Scores of Egyptian police officers killed in ambush
More than 50 Egyptian police officers were killed in an ambush by militants near the Bahariya oasis in the country's Western Desert, security and medical sources said on Saturday, in a rare flare-up outside the Sinai Peninsula.
The interior ministry said security forces hunting down militants in the region were attacked late on Friday on a road to the Bahariya oasis, about 200km southwest of Cairo.
An official statement said a number of the attackers and 16 police officers had been killed, but medics and security sources gave a death toll of more than 50 police.
An Egyptian with knowledge of the situation told Middle East Eye on Saturday that several high-ranking officers were among those slain, and also that the militants had taken hostages, although the account could not be independently verified.
There has not yet been a formal claim of responsibility. After the attack, there were local media reports that Hasm, a small militant group that has recently claimed attacks around Cairo, targeting judges and police - had claimed responsibility, although experts speaking to the New York Times discounted the claims.
The person speaking on condition of anonymity to MEE, however, maintained that Hasm was responsible and that its militants took a significant inventory of weapons from the police after the attack.
The incident involved a convoy of four SUVs and one interior ministry vehicle, which were ambushed from higher ground by militants firing rocket-propelled grenades and detonating explosive devices, one senior security source said.
Two truck drivers heading away from the scene told AFP they had seen heavy deployments of security personnel in the area and that military aircraft were also carrying out surveillance.
Security sources on Friday said authorities were following a lead to a militant camp in the desert where eight suspected members of Hasm were believed to be hiding.
String of attacks
Condemnation of the attack came in from across the Middle East and Europe, with France - which Sisi is due to visit next week - pledging solidarity after the latest losses for Egypt's security force in "the fight against terrorism".
The Muslim Brotherhood, once Egypt's largest opposition movement and with which Morsi was closely associated, has long denied involvement in the attacks.
Morsi was elected as Egypt's first civilian president in 2012, but the army overthrew him a year later after mass protests against the Islamist's rule.
Since then, an extensive crackdown on the Brotherhood has left it in disarray, with competing wings that have disagreed on whether to resort to violence, after bloody suppressions of their protests.

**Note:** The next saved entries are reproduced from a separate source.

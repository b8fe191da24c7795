// Licensed under the Apache-2.0 license

//! Common types and constants for the STM32 I2C driver modules.
//!
//! This module provides shared definitions for error handling, bus messages,
//! platform and driver configuration used across the I2C driver implementation.

use core::fmt;

use embedded_hal::i2c::{ErrorKind, NoAcknowledgeSource};
use fugit::HertzU32;

use crate::i2c::registers::{
    SR1_AF, SR1_ARLO, SR1_BERR, SR1_ERROR_MASK, SR1_OVR, SR1_PECERR, SR1_TIMEOUT,
};

/// Bus speed grade.
#[derive(Copy, Clone, Debug, PartialEq, Eq)]
#[repr(u32)]
pub enum I2cSpeed {
    Standard = 100_000,
    Fast = 400_000,
}

impl I2cSpeed {
    /// Highest bus frequency allowed in this grade.
    #[must_use]
    pub const fn ceiling(self) -> HertzU32 {
        HertzU32::from_raw(self as u32)
    }

    /// Speed grade a bus frequency falls into, `None` above the fast-mode ceiling.
    #[must_use]
    pub fn for_frequency(freq: HertzU32) -> Option<Self> {
        if freq <= I2cSpeed::Standard.ceiling() {
            Some(I2cSpeed::Standard)
        } else if freq <= I2cSpeed::Fast.ceiling() {
            Some(I2cSpeed::Fast)
        } else {
            None
        }
    }
}

/// Interrupt line number as known to the interrupt controller.
#[derive(Copy, Clone, Debug, PartialEq, Eq, Hash)]
pub struct IrqLine(pub u16);

/// Board-supplied description of one controller instance.
#[derive(Copy, Clone, Debug, PartialEq, Eq)]
pub struct PlatformConfig {
    /// Line carrying protocol events (start sent, address sent, TXE/RXNE, ...)
    pub event_irq: IrqLine,
    /// Line carrying error conditions
    pub error_irq: IrqLine,
    /// Peripheral input clock (APB1)
    pub clock: HertzU32,
}

/// Accepted range of the CR2 FREQ field, in MHz.
const MIN_INPUT_MHZ: u32 = 2;
const MAX_INPUT_MHZ: u32 = 50;

impl PlatformConfig {
    /// Input clock in whole MHz, as programmed into CR2.
    #[must_use]
    pub const fn clock_mhz(&self) -> u32 {
        self.clock.raw() / 1_000_000
    }

    /// # Errors
    ///
    /// Returns [`Error::InvalidArgument`] if the input clock cannot be
    /// represented in the CR2 FREQ field.
    pub fn validate(&self) -> Result<(), Error> {
        let mhz = self.clock_mhz();
        if (MIN_INPUT_MHZ..=MAX_INPUT_MHZ).contains(&mhz) {
            Ok(())
        } else {
            Err(Error::InvalidArgument)
        }
    }
}

/// Driver tuning shared by every controller in a registry.
#[derive(Copy, Clone, Debug, PartialEq, Eq)]
pub struct DriverConfig {
    /// Upper bound for each wait on a bus event, in microseconds
    pub event_timeout_us: u32,
    /// Log a register snapshot on open and when a transfer fails
    pub dump_registers: bool,
}

impl Default for DriverConfig {
    fn default() -> Self {
        DriverConfigBuilder::new().build()
    }
}

pub struct DriverConfigBuilder {
    event_timeout_us: u32,
    dump_registers: bool,
}

impl Default for DriverConfigBuilder {
    fn default() -> Self {
        Self::new()
    }
}

impl DriverConfigBuilder {
    /// SMBus clock-low timeout, generous enough for a stretched standard-mode byte.
    pub const DEFAULT_EVENT_TIMEOUT_US: u32 = 25_000;

    #[must_use]
    pub fn new() -> Self {
        Self {
            event_timeout_us: Self::DEFAULT_EVENT_TIMEOUT_US,
            dump_registers: false,
        }
    }
    #[must_use]
    pub fn event_timeout_us(mut self, timeout: u32) -> Self {
        self.event_timeout_us = timeout;
        self
    }
    #[must_use]
    pub fn dump_registers(mut self, enabled: bool) -> Self {
        self.dump_registers = enabled;
        self
    }
    #[must_use]
    pub fn build(self) -> DriverConfig {
        DriverConfig {
            event_timeout_us: self.event_timeout_us,
            dump_registers: self.dump_registers,
        }
    }
}

/// Transfer direction of a message.
#[derive(Copy, Clone, Debug, PartialEq, Eq)]
pub enum Direction {
    Write,
    Read,
}

/// Caller-owned data of one message.
#[derive(Debug)]
pub enum MessageBuf<'a> {
    /// Filled from the bus
    Read(&'a mut [u8]),
    /// Sent on the bus
    Write(&'a [u8]),
}

/// One unit of a bus transaction: a 7-bit target address and a borrowed buffer.
///
/// Messages of one transfer are separated by repeated starts; the stop
/// condition follows the last message only. A [continued](Message::continued)
/// message instead extends the data phase of the one before it.
#[derive(Debug)]
pub struct Message<'a> {
    address: u8,
    buf: MessageBuf<'a>,
    continued: bool,
}

impl<'a> Message<'a> {
    #[must_use]
    pub fn read(address: u8, buf: &'a mut [u8]) -> Self {
        Self {
            address,
            buf: MessageBuf::Read(buf),
            continued: false,
        }
    }

    #[must_use]
    pub fn write(address: u8, bytes: &'a [u8]) -> Self {
        Self {
            address,
            buf: MessageBuf::Write(bytes),
            continued: false,
        }
    }

    /// Send or receive this message's bytes as part of the previous message:
    /// no repeated start, no address byte. The previous message must have the
    /// same address and direction.
    #[must_use]
    pub fn continued(mut self) -> Self {
        self.continued = true;
        self
    }

    #[must_use]
    pub fn is_continued(&self) -> bool {
        self.continued
    }

    #[must_use]
    pub fn address(&self) -> u8 {
        self.address
    }

    #[must_use]
    pub fn direction(&self) -> Direction {
        match self.buf {
            MessageBuf::Read(_) => Direction::Read,
            MessageBuf::Write(_) => Direction::Write,
        }
    }

    #[must_use]
    pub fn len(&self) -> usize {
        match &self.buf {
            MessageBuf::Read(buf) => buf.len(),
            MessageBuf::Write(bytes) => bytes.len(),
        }
    }

    #[must_use]
    pub fn is_empty(&self) -> bool {
        self.len() == 0
    }

    pub(crate) fn buf_mut(&mut self) -> &mut MessageBuf<'a> {
        &mut self.buf
    }
}

/// SR1 error bits latched when a bus operation failed.
///
/// The individual flags are diagnostics only: every fault aborts the
/// transaction the same way.
#[derive(Copy, Clone, Debug, PartialEq, Eq)]
pub struct BusFault(u32);

impl BusFault {
    /// Extract the fault bits from an SR1 value, `None` if no error bit is set.
    #[must_use]
    pub fn from_status(sr1: u32) -> Option<Self> {
        let bits = sr1 & SR1_ERROR_MASK;
        (bits != 0).then_some(Self(bits))
    }

    #[must_use]
    pub fn bits(self) -> u32 {
        self.0
    }
    #[must_use]
    pub fn bus_error(self) -> bool {
        self.0 & SR1_BERR != 0
    }
    #[must_use]
    pub fn arbitration_lost(self) -> bool {
        self.0 & SR1_ARLO != 0
    }
    #[must_use]
    pub fn ack_failure(self) -> bool {
        self.0 & SR1_AF != 0
    }
    #[must_use]
    pub fn overrun(self) -> bool {
        self.0 & SR1_OVR != 0
    }
    #[must_use]
    pub fn pec_error(self) -> bool {
        self.0 & SR1_PECERR != 0
    }
    #[must_use]
    pub fn timeout(self) -> bool {
        self.0 & SR1_TIMEOUT != 0
    }
}

#[derive(Copy, Clone, Debug, PartialEq, Eq)]
pub enum Error {
    /// Missing platform data, bad frequency, unknown command, illegal state transition
    InvalidArgument,
    /// No adapter slot or registry entry left
    OutOfMemory,
    /// The controller reported an error condition
    Bus(BusFault),
    /// An expected bus event did not arrive in time
    Timeout,
}

impl fmt::Display for Error {
    fn fmt(&self, f: &mut fmt::Formatter<'_>) -> fmt::Result {
        match self {
            Error::InvalidArgument => f.write_str("invalid argument"),
            Error::OutOfMemory => f.write_str("out of memory"),
            Error::Bus(fault) => write!(f, "bus error (SR1 {:#06x})", fault.bits()),
            Error::Timeout => f.write_str("timed out waiting for bus event"),
        }
    }
}

impl embedded_hal::i2c::Error for Error {
    fn kind(&self) -> ErrorKind {
        match self {
            Error::Bus(fault) if fault.ack_failure() => {
                ErrorKind::NoAcknowledge(NoAcknowledgeSource::Unknown)
            }
            Error::Bus(fault) if fault.arbitration_lost() => ErrorKind::ArbitrationLoss,
            Error::Bus(fault) if fault.overrun() => ErrorKind::Overrun,
            Error::Bus(fault) if fault.bus_error() => ErrorKind::Bus,
            _ => ErrorKind::Other,
        }
    }
}

#[cfg(test)]
mod tests {
    use super::*;
    use embedded_hal::i2c::Error as _;

    #[test]
    fn test_speed_for_frequency() {
        assert_eq!(
            I2cSpeed::for_frequency(HertzU32::kHz(100)),
            Some(I2cSpeed::Standard)
        );
        assert_eq!(
            I2cSpeed::for_frequency(HertzU32::from_raw(100_001)),
            Some(I2cSpeed::Fast)
        );
        assert_eq!(
            I2cSpeed::for_frequency(HertzU32::kHz(400)),
            Some(I2cSpeed::Fast)
        );
        assert_eq!(I2cSpeed::for_frequency(HertzU32::from_raw(400_001)), None);
    }

    #[test]
    fn test_platform_validate() {
        let mut platform = PlatformConfig {
            event_irq: IrqLine(33),
            error_irq: IrqLine(34),
            clock: HertzU32::MHz(42),
        };
        assert_eq!(platform.clock_mhz(), 42);
        assert!(platform.validate().is_ok());

        platform.clock = HertzU32::MHz(1);
        assert_eq!(platform.validate(), Err(Error::InvalidArgument));

        platform.clock = HertzU32::MHz(84);
        assert_eq!(platform.validate(), Err(Error::InvalidArgument));
    }

    #[test]
    fn test_driver_config_builder() {
        let config = DriverConfigBuilder::new()
            .event_timeout_us(500)
            .dump_registers(true)
            .build();
        assert_eq!(config.event_timeout_us, 500);
        assert!(config.dump_registers);

        let config = DriverConfig::default();
        assert_eq!(
            config.event_timeout_us,
            DriverConfigBuilder::DEFAULT_EVENT_TIMEOUT_US
        );
        assert!(!config.dump_registers);
    }

    #[test]
    fn test_message_accessors() {
        let mut buf = [0u8; 3];
        let msg = Message::read(0x48, &mut buf);
        assert_eq!(msg.address(), 0x48);
        assert_eq!(msg.direction(), Direction::Read);
        assert_eq!(msg.len(), 3);

        let msg = Message::write(0x20, &[]);
        assert_eq!(msg.direction(), Direction::Write);
        assert!(msg.is_empty());
        assert!(!msg.is_continued());
        assert!(msg.continued().is_continued());
    }

    #[test]
    fn test_bus_fault_from_status() {
        // SB and TXE are not faults
        assert_eq!(BusFault::from_status(0x0081), None);

        let fault = BusFault::from_status(SR1_AF | 0x0001).unwrap();
        assert_eq!(fault.bits(), SR1_AF);
        assert!(fault.ack_failure());
        assert!(!fault.arbitration_lost());
    }

    #[test]
    fn test_error_kind_mapping() {
        let kind = |bits| Error::Bus(BusFault::from_status(bits).unwrap()).kind();
        assert_eq!(
            kind(SR1_AF),
            ErrorKind::NoAcknowledge(NoAcknowledgeSource::Unknown)
        );
        assert_eq!(kind(SR1_ARLO), ErrorKind::ArbitrationLoss);
        assert_eq!(kind(SR1_OVR), ErrorKind::Overrun);
        assert_eq!(kind(SR1_BERR), ErrorKind::Bus);
        assert_eq!(kind(SR1_PECERR), ErrorKind::Other);
        assert_eq!(Error::Timeout.kind(), ErrorKind::Other);
    }
}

Analysts say a section of the Brotherhood has encouraged armed assaults against the police.
Hasm has claimed multiple attacks since 2016 on police, officials and judges in Cairo, while hundred of soldiers and police have been killed in the grinding IS insurgency in the Sinai.
In their statements, none of the militant groups claim any affiliation with the Muslim Brotherhood.
On 13 October, the Egyptian army said six soldiers were killed in a "terrorist" gun and grenade attack on a security post near the North Sinai provincial capital of El-Arish.
IS has also maintained a steady war of attrition with sniper attacks and roadside bombings.
But unlike its parent organisation in Iraq and Syria, the group has been unable to seize population centres in the peninsula, which borders Israel and Gaza.
Earlier this month, Sisi extended for a second time a state of emergency, first declared after bombings claimed by IS in two churches killed at least 45 people in April.